#### DATASET:
//! Core fixed-window rate limiter.

use chrono::{DateTime, Utc};
use dashmap::DashMap;
use std::sync::Arc;
use tracing::{debug, trace};

use super::policy::RateLimitPolicy;
use crate::clock::Clock;

/// Per-client request count for the current window.
#[derive(Debug, Clone)]
struct ClientWindow {
    count: u32,
    reset_at: DateTime<Utc>,
}

/// Outcome of an admission check.
#[derive(Debug, Clone)]
pub struct Decision {
    /// Whether the request is admitted
    pub allowed: bool,
    /// The policy's per-window maximum
    pub limit: u32,
    /// Requests left in the current window
    pub remaining: u32,
    /// When the current window ends
    pub reset_at: DateTime<Utc>,
    /// Seconds until the window resets, present only on rejection
    pub retry_after: Option<u64>,
}

/// Fixed-window rate limiter, one instance per limiter class.
///
/// This is a gate, not a queue: rejected requests fail immediately and are
/// never buffered or delayed. The struct is thread-safe and shared across
/// request tasks; the per-client read-modify-write runs under the map
/// entry's lock so concurrent admits never lose an increment.
pub struct RateLimiter {
    policy: RateLimitPolicy,
    window: chrono::Duration,
    clients: DashMap<String, ClientWindow>,
    clock: Arc<dyn Clock>,
}

impl RateLimiter {
    /// Create a limiter for a policy.
    pub fn new(policy: RateLimitPolicy, clock: Arc<dyn Clock>) -> Self {
        let window =
            chrono::Duration::from_std(policy.window).unwrap_or_else(|_| chrono::Duration::zero());
        Self {
            policy,
            window,
            clients: DashMap::new(),
            clock,
        }
    }

    /// Check and count one request from a client.
    ///
    /// Exactly `max_requests` requests succeed per window; the request that
    /// pushes the count past the maximum is the first rejected one. The
    /// counter resets once, and only once, when the window has lapsed.
    pub fn admit(&self, client_id: &str) -> Decision {
        let now = self.clock.now();

        let (count, reset_at) = {
            let mut entry = self
                .clients
                .entry(client_id.to_string())
                .or_insert_with(|| ClientWindow {
                    count: 0,
                    reset_at: now + self.window,
                });

            if now > entry.reset_at {
                entry.count = 0;
                entry.reset_at = now + self.window;
            }

            entry.count += 1;
            (entry.count, entry.reset_at)
        };

        let allowed = count <= self.policy.max_requests;
        let remaining = self.policy.max_requests.saturating_sub(count);

        trace!(
            client_id = %client_id,
            count = count,
            remaining = remaining,
            "Checked rate limit"
        );

        let retry_after = if allowed {
            None
        } else {
            debug!(client_id = %client_id, "Rate limit exceeded");
            let until_reset = (reset_at - now).num_milliseconds().max(0) as u64;
            Some(until_reset.div_ceil(1000))
        };

        Decision {
            allowed,
            limit: self.policy.max_requests,
            remaining,
            reset_at,
            retry_after,
        }
    }

    /// The policy this limiter enforces.
    pub fn policy(&self) -> RateLimitPolicy {
        self.policy
    }

    /// Number of tracked clients.
    pub fn client_count(&self) -> usize {
        self.clients.len()
    }

    /// Drop entries whose window has been stale for longer than one full
    /// window duration, to bound memory for inactive clients.
    ///
    /// Returns the number of entries removed.
    pub fn sweep(&self) -> usize {
        let cutoff = self.clock.now() - self.window;
        let before = self.clients.len();
        self.clients.retain(|_, entry| entry.reset_at > cutoff);
        let removed = before - self.clients.len();

        if removed > 0 {
            debug!(removed = removed, "Dropped stale rate limit entries");
        }
        removed
    }

    /// Forget all clients.
    ///
    /// This is primarily useful for testing.
    pub fn clear(&self) {
        self.clients.clear();
    }
}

#### ACTIVITY:
Every line from the one containing "let cutoff = self.clock.now()" through the last line of the entries above must be output exactly. Leave the rest out.

#### SOLUTION:
        let cutoff = self.clock.now() - self.window;
        let before = self.clients.len();
        self.clients.retain(|_, entry| entry.reset_at > cutoff);
        let removed = before - self.clients.len();

        if removed > 0 {
            debug!(removed = removed, "Dropped stale rate limit entries");
        }
        removed
    }

    /// Forget all clients.
    ///
    /// This is primarily useful for testing.
    pub fn clear(&self) {
        self.clients.clear();
    }
}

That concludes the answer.